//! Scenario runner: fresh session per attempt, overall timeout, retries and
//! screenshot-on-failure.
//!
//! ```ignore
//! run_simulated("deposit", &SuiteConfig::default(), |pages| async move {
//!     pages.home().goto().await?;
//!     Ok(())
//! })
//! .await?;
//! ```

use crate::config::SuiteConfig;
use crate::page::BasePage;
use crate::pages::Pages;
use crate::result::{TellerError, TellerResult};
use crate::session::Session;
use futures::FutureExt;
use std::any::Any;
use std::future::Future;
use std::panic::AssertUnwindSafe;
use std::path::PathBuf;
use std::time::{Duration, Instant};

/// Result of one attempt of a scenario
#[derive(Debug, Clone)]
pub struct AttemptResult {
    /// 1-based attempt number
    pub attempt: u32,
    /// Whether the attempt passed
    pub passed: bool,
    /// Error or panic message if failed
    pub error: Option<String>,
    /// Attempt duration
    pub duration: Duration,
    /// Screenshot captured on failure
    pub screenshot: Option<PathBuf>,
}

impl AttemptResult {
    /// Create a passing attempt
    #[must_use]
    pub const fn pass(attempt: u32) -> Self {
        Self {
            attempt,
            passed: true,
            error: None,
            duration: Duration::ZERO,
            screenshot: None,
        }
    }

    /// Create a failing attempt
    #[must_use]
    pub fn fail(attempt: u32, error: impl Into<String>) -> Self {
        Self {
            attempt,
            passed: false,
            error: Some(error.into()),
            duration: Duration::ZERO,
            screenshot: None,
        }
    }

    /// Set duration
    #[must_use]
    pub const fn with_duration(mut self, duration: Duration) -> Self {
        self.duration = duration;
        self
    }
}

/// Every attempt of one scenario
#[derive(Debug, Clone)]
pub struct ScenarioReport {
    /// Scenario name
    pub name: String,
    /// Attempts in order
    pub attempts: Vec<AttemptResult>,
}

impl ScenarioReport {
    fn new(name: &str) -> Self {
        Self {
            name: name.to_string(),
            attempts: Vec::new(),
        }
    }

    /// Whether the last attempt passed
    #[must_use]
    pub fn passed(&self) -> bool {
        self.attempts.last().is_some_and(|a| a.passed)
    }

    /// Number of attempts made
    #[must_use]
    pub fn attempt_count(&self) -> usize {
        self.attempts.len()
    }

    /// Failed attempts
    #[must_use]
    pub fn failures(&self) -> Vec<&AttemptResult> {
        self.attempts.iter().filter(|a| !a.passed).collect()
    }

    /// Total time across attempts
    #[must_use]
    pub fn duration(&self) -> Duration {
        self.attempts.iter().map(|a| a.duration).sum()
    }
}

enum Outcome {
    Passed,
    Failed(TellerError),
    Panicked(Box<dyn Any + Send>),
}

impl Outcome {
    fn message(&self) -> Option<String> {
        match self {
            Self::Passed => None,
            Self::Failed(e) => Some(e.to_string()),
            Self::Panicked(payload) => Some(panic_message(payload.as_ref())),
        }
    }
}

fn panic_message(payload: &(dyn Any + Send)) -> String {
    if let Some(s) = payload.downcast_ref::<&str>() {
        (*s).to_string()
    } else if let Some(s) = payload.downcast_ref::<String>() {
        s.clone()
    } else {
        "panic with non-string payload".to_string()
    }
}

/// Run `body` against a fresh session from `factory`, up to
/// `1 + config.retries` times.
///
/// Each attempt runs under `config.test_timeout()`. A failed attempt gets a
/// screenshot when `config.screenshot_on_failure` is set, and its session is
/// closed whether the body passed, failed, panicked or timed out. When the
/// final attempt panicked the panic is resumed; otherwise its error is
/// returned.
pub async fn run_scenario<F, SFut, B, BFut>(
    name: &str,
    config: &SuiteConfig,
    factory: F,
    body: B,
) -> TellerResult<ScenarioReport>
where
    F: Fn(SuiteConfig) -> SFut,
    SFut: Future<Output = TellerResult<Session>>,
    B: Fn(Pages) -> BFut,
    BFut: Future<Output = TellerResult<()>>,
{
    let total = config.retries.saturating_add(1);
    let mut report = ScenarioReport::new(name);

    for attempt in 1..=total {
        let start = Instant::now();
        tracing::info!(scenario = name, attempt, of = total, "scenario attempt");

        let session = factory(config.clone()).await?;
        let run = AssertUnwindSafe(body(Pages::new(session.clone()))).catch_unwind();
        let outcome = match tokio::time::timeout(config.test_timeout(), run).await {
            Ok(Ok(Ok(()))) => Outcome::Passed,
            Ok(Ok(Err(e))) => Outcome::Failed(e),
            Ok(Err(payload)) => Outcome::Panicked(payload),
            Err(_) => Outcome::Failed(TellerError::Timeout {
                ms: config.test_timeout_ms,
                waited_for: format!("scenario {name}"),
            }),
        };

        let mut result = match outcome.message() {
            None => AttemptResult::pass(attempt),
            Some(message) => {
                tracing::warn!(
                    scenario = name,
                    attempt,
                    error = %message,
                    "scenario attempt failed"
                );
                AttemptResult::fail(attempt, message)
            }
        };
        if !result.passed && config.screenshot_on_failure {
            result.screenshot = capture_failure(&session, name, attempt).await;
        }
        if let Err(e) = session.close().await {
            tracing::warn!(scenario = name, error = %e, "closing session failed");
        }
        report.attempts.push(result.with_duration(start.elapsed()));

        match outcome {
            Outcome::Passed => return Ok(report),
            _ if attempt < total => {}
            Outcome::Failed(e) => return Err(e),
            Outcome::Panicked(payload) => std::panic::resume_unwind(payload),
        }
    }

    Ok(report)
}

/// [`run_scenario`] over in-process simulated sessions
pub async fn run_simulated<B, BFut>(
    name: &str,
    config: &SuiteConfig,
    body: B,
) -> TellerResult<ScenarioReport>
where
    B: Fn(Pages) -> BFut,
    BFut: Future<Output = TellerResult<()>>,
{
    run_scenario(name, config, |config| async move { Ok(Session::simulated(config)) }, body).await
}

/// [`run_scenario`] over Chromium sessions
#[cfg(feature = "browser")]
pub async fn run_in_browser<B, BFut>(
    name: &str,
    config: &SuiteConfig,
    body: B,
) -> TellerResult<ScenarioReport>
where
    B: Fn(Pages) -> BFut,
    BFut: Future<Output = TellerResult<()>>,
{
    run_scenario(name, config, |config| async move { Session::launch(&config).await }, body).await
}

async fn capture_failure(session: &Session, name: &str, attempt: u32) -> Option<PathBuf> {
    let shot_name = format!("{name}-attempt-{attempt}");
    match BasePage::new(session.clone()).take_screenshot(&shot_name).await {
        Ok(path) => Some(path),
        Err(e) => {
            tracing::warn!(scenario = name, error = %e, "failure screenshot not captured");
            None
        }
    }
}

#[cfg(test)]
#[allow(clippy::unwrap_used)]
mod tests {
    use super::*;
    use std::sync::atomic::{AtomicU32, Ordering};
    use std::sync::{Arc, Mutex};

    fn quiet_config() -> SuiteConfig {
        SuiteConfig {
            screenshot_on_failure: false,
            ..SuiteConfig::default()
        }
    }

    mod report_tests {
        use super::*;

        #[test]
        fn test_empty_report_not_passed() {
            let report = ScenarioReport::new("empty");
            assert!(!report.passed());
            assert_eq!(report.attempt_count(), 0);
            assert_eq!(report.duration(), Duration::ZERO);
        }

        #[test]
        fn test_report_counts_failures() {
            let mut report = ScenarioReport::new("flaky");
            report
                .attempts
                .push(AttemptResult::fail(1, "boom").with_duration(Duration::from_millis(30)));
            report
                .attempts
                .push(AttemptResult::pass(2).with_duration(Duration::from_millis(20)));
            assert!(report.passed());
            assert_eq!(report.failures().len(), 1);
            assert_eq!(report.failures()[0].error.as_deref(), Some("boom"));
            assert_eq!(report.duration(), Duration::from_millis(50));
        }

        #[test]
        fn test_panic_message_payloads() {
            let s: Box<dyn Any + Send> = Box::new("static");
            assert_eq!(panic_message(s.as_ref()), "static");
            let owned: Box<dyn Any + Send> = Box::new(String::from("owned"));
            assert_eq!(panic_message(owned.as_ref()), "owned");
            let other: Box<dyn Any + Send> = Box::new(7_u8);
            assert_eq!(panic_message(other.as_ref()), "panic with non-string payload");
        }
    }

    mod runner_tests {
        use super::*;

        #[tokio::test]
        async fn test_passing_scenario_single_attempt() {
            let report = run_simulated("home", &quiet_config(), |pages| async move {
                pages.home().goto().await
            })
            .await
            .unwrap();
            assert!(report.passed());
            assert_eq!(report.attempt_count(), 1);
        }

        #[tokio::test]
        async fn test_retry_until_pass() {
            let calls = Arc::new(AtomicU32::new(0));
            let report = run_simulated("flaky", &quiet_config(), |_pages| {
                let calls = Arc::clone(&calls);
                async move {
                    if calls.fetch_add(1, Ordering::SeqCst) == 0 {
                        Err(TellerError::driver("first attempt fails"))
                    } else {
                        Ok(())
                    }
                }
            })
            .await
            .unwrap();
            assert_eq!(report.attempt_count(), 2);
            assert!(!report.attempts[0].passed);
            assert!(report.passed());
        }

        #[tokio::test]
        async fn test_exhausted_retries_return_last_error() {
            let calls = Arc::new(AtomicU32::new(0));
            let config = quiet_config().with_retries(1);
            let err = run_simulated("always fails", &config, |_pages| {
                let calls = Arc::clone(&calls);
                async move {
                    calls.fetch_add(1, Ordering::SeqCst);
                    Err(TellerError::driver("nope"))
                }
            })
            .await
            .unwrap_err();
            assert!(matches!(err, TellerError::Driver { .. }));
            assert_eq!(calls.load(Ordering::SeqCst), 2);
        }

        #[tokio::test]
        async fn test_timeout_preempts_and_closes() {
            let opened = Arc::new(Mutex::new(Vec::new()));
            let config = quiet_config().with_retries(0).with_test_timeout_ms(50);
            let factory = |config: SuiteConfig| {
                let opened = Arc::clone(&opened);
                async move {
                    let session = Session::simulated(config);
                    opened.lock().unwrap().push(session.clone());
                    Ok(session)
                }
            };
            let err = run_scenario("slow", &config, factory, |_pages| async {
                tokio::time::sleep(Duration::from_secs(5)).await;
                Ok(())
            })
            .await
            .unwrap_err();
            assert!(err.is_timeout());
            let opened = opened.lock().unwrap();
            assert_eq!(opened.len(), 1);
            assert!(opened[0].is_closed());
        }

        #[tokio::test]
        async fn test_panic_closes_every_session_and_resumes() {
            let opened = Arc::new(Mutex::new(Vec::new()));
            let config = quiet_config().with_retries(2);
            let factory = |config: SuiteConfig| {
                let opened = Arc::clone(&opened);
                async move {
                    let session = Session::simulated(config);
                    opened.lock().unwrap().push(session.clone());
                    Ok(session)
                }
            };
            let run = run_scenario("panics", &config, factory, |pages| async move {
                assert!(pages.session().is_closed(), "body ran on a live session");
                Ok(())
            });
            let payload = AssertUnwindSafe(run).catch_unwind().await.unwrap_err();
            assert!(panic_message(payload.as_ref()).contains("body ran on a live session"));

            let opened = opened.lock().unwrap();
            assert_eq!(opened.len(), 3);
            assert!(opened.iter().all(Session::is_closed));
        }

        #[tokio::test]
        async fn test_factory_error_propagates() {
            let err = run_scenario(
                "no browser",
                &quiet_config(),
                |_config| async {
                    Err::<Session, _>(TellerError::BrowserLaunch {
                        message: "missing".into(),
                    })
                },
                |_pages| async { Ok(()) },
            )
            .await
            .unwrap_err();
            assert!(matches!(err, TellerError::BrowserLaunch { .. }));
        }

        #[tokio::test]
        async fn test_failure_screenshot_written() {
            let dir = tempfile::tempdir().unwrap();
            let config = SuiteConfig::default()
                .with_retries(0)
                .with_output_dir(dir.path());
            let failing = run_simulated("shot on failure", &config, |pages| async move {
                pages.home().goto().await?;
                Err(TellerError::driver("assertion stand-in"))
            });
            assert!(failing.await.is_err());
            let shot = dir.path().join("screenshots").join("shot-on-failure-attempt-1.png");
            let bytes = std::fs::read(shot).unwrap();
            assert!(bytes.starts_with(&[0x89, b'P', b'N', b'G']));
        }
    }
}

_WHAT YOU SHOULD DO_:
Look through the entries above, find each line containing "flaky", and copy it.

_SOLUTION TO THE EXERCISE_:
            let mut report = ScenarioReport::new("flaky");
            let report = run_simulated("flaky", &quiet_config(), |_pages| {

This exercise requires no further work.